======== ENTRIES SUPPLIED ========
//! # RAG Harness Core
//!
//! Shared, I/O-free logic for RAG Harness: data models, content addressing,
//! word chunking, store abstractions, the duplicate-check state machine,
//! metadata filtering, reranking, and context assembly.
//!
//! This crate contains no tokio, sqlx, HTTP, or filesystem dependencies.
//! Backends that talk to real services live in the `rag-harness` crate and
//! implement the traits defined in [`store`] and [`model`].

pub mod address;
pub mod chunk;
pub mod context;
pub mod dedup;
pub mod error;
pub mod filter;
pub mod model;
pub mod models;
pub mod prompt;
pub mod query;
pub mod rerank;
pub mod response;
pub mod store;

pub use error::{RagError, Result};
========
The records above should be restated exactly, line for line.

RESULT OF THE TASK:
//! # RAG Harness Core
//!
//! Shared, I/O-free logic for RAG Harness: data models, content addressing,
//! word chunking, store abstractions, the duplicate-check state machine,
//! metadata filtering, reranking, and context assembly.
//!
//! This crate contains no tokio, sqlx, HTTP, or filesystem dependencies.
//! Backends that talk to real services live in the `rag-harness` crate and
//! implement the traits defined in [`store`] and [`model`].

pub mod address;
pub mod chunk;
pub mod context;
pub mod dedup;
pub mod error;
pub mod filter;
pub mod model;
pub mod models;
pub mod prompt;
pub mod query;
pub mod rerank;
pub mod response;
pub mod store;

pub use error::{RagError, Result};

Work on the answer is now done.